WORK TASK »
Copy out every line of the data that has the word "rejected" somewhere in it.

[Opening GIVEN INFORMATION section]

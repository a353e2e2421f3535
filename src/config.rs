//! System configuration parameters
//!
//! All tunable timings for the filtration appliance.
//! Values are loaded from the config store at boot; a partial file only
//! overrides the keys it contains.  At runtime the only writer is the
//! long-press recalibration of `filter_secs`.

use log::{info, warn};
use serde::{Deserialize, Serialize};

use crate::app::ports::{ConfigError, ConfigPort};

/// Core system configuration
#[derive(Debug, Clone, PartialEq, Eq, Serialize, Deserialize)]
#[serde(default)]
pub struct SystemConfig {
    // --- Operations ---
    /// Membrane flush phase of a flush operation (seconds)
    pub flush_secs: u32,
    /// Disposal phase that discards the first filtered water (seconds)
    pub disposal_secs: u32,
    /// Default filtration duration (seconds)
    pub filter_secs: u32,
    /// Filtration duration started by a long press (seconds)
    pub long_filter_secs: u32,

    // --- Maintenance ---
    /// Idle time after which an auto-flush runs (seconds)
    pub auto_flush_secs: u32,
    /// Idle time after which a filter needs a flush first (seconds)
    pub water_clean_secs: u32,
    /// Shortest filter duration a long press may store (seconds)
    pub min_filter_secs: u32,
    /// Run the pre-filter flush check for the filter that replaces an
    /// interrupted auto-flush.
    pub flush_check_after_auto_flush: bool,

    // --- Input ---
    /// Button sampling interval (milliseconds)
    pub button_poll_ms: u32,
    /// Presses at or below this length are noise (milliseconds)
    pub debounce_ms: u32,
    /// Presses longer than this are long presses (milliseconds)
    pub long_press_ms: u32,

    // --- Timing ---
    /// Auto-flush check interval (milliseconds)
    pub idle_check_ms: u32,
}

impl Default for SystemConfig {
    fn default() -> Self {
        Self {
            // Operations
            flush_secs: 10,
            disposal_secs: 60,
            filter_secs: 120,
            long_filter_secs: 60 * 60,

            // Maintenance
            auto_flush_secs: 8 * 60 * 60,
            water_clean_secs: 5 * 60,
            min_filter_secs: 30,
            flush_check_after_auto_flush: false,

            // Input
            button_poll_ms: 20,
            debounce_ms: 50,
            long_press_ms: 1500,

            // Timing
            idle_check_ms: 1000,
        }
    }
}

impl SystemConfig {
    /// Range-check every field.  Called before persisting.
    pub fn validate(&self) -> Result<(), ConfigError> {
        if !(1..=600).contains(&self.flush_secs) {
            return Err(ConfigError::ValidationFailed("flush_secs must be 1–600"));
        }
        if self.disposal_secs > 3600 {
            return Err(ConfigError::ValidationFailed("disposal_secs must be 0–3600"));
        }
        if self.min_filter_secs == 0 {
            return Err(ConfigError::ValidationFailed("min_filter_secs must be > 0"));
        }
        if self.filter_secs < self.min_filter_secs || self.filter_secs > 24 * 3600 {
            return Err(ConfigError::ValidationFailed(
                "filter_secs must be min_filter_secs–86400",
            ));
        }
        if self.long_filter_secs < self.min_filter_secs {
            return Err(ConfigError::ValidationFailed(
                "long_filter_secs must be >= min_filter_secs",
            ));
        }
        if self.auto_flush_secs < 60 {
            return Err(ConfigError::ValidationFailed("auto_flush_secs must be >= 60"));
        }
        if !(5..=1000).contains(&self.button_poll_ms) {
            return Err(ConfigError::ValidationFailed("button_poll_ms must be 5–1000"));
        }
        if self.debounce_ms >= self.long_press_ms {
            return Err(ConfigError::ValidationFailed(
                "debounce_ms must be < long_press_ms",
            ));
        }
        if !(100..=60_000).contains(&self.idle_check_ms) {
            return Err(ConfigError::ValidationFailed("idle_check_ms must be 100–60000"));
        }
        Ok(())
    }
}

/// Load the config from `store`, falling back to defaults on any failure.
///
/// A read failure is never surfaced beyond a warning: the appliance must
/// stay usable with a missing or corrupted config file.  A stored config
/// that fails validation keeps every value that is valid on its own and
/// drops the rest.
pub fn load_or_default(store: &impl ConfigPort) -> SystemConfig {
    match store.load() {
        Ok(cfg) => match cfg.validate() {
            Ok(()) => {
                info!("Config loaded: {:?}", cfg);
                cfg
            }
            Err(e) => {
                warn!("Stored config rejected ({}), keeping valid fields", e);
                let merged = merge_valid_fields(&cfg);
                info!("Config loaded: {:?}", merged);
                merged
            }
        },
        Err(e) => {
            warn!("Config load failed ({}), using defaults", e);
            SystemConfig::default()
        }
    }
}

/// Apply the fields of `stored` over the defaults one at a time, keeping
/// each only if the result still validates.
///
/// Fields are retried until a pass accepts nothing new, so a value that
/// depends on another (`filter_secs` on `min_filter_secs`) is not lost to
/// key order.
fn merge_valid_fields(stored: &SystemConfig) -> SystemConfig {
    use serde_json::{Map, Value};

    let mut merged = SystemConfig::default();
    let Ok(Value::Object(mut rest)) = serde_json::to_value(stored) else {
        return merged;
    };

    loop {
        let mut rejected = Map::new();
        let before = rest.len();
        for (key, value) in rest {
            let Ok(Value::Object(mut candidate)) = serde_json::to_value(&merged) else {
                return merged;
            };
            candidate.insert(key.clone(), value.clone());
            match serde_json::from_value::<SystemConfig>(Value::Object(candidate)) {
                Ok(cfg) if cfg.validate().is_ok() => merged = cfg,
                _ => {
                    rejected.insert(key, value);
                }
            }
        }
        if rejected.is_empty() || rejected.len() == before {
            for (key, value) in &rejected {
                warn!("Config: stored {} = {} out of range, using default", key, value);
            }
            return merged;
        }
        rest = rejected;
    }
}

[Closing GIVEN INFORMATION section]

SOLUTION TO THIS PROBLEM »
                warn!("Stored config rejected ({}), keeping valid fields", e);
        let mut rejected = Map::new();
                    rejected.insert(key, value);
        if rejected.is_empty() || rejected.len() == before {
            for (key, value) in &rejected {
        rest = rejected;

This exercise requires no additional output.